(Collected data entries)
━━━━━━━━━━━━━━━━

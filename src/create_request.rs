//
// Copyright (c) 2024, 2025 Oracle and/or its affiliates. All rights reserved.
//
// Licensed under the Universal Permissive License v 1.0 as shown at
//  https://oss.oracle.com/licenses/upl/
//
use reqwest::Method;
use serde_json::Value;
use std::fmt;
use std::result::Result;
use std::time::Duration;

use crate::batch_stream::BatchResultStream;
use crate::error::{ia_err, ia_error, DriverError};
use crate::handle::{document_path, Handle};
use crate::response::OperationKind;

/// What to do when a created document's key already exists.
#[derive(Debug, Clone, Copy, PartialEq, Eq)]
pub enum OverwriteMode {
    /// Keep the existing document and report success.
    Ignore,
    /// Merge the new document into the existing one.
    Update,
    /// Replace the existing document.
    Replace,
    /// Report a unique constraint violation for that document.
    Conflict,
}

impl fmt::Display for OverwriteMode {
    fn fmt(&self, f: &mut fmt::Formatter) -> fmt::Result {
        let s = match self {
            OverwriteMode::Ignore => "ignore",
            OverwriteMode::Update => "update",
            OverwriteMode::Replace => "replace",
            OverwriteMode::Conflict => "conflict",
        };
        f.write_str(s)
    }
}

/// Struct used for creating documents in one round trip.
///
/// The resulting [`BatchResultStream`] has one entry per document, in
/// document order, unless [`silent`](CreateDocumentsRequest::silent()) is
/// set.
///
/// Example:
/// ```no_run
/// use arangodb_rust_driver::{CreateDocumentsRequest, Handle};
/// use serde_json::json;
/// # async fn run() -> Result<(), Box<dyn std::error::Error>> {
/// # let handle = Handle::builder().from_environment()?.build().await?;
/// let mut results = CreateDocumentsRequest::new("books")
///     .document(&json!({"_key": "b1", "title": "Dune"}))?
///     .document(&json!({"title": "Emma"}))?
///     .return_new(true)
///     .execute(&handle)
///     .await?;
/// for entry in results.by_ref() {
///     println!("created {} rev {}", entry.key(), entry.rev());
/// }
/// # Ok(())
/// # }
/// ```
#[derive(Default, Debug)]
pub struct CreateDocumentsRequest {
    pub(crate) collection: String,
    pub(crate) documents: Vec<Value>,
    pub(crate) return_new: bool,
    pub(crate) silent: bool,
    pub(crate) overwrite_mode: Option<OverwriteMode>,
    pub(crate) wait_for_sync: bool,
    pub(crate) timeout: Option<Duration>,
}

impl CreateDocumentsRequest {
    pub fn new(collection: &str) -> CreateDocumentsRequest {
        CreateDocumentsRequest {
            collection: collection.to_string(),
            ..Default::default()
        }
    }

    /// Append one document. It must serialize to a JSON object.
    pub fn document(mut self, doc: &impl serde::Serialize) -> Result<Self, DriverError> {
        let v = serde_json::to_value(doc)
            .map_err(|e| ia_error!("cannot serialize document: {}", e.to_string()))?;
        if !v.is_object() {
            return ia_err!("document must be an object, got {}", v);
        }
        self.documents.push(v);
        Ok(self)
    }

    /// Append documents.
    pub fn documents<T: serde::Serialize>(mut self, docs: &[T]) -> Result<Self, DriverError> {
        for d in docs {
            self = self.document(d)?;
        }
        Ok(self)
    }

    /// Return each created document in [`ResultEntry::new()`](crate::ResultEntry::new()).
    pub fn return_new(mut self, return_new: bool) -> Self {
        self.return_new = return_new;
        self
    }

    /// Only report failures. See [`BatchResultStream::is_positional()`].
    pub fn silent(mut self, silent: bool) -> Self {
        self.silent = silent;
        self
    }

    pub fn overwrite_mode(mut self, mode: OverwriteMode) -> Self {
        self.overwrite_mode = Some(mode);
        self
    }

    /// Wait until the documents are synced to disk.
    pub fn wait_for_sync(mut self, wait: bool) -> Self {
        self.wait_for_sync = wait;
        self
    }

    pub fn timeout(mut self, t: &Duration) -> Self {
        self.timeout = Some(*t);
        self
    }

    pub async fn execute(&self, h: &Handle) -> Result<BatchResultStream, DriverError> {
        if let Some(t) = &self.timeout {
            if t.as_millis() == 0 {
                return ia_err!("timeout must be at least 1 millisecond");
            }
        }
        if self.documents.is_empty() {
            return Ok(BatchResultStream::new(Vec::new(), !self.silent));
        }
        let path = document_path(&self.collection, None)?;
        let body = serde_json::to_vec(&self.documents)
            .map_err(|e| ia_error!("cannot serialize documents: {}", e.to_string()))?;
        let req = h
            .request(Method::POST, &path, &self.timeout)?
            .param_opt("returnNew", self.return_new.then_some(true))
            .param_opt("silent", self.silent.then_some(true))
            .param_opt("waitForSync", self.wait_for_sync.then_some(true))
            .param_opt("overwriteMode", self.overwrite_mode)
            .body(body)
            .build()?;
        let resp = h.send(req).await?;
        BatchResultStream::from_response(
            OperationKind::WriteMany,
            &resp,
            self.documents.len(),
            self.silent,
        )
    }
}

━━━━━━━━━━━━━━━━

Required action: Scan the lines above, and whenever one holds the string "await", copy it.

Solved problem:
/// # let handle = Handle::builder().from_environment()?.build().await?;
///     .await?;
        let resp = h.send(req).await?;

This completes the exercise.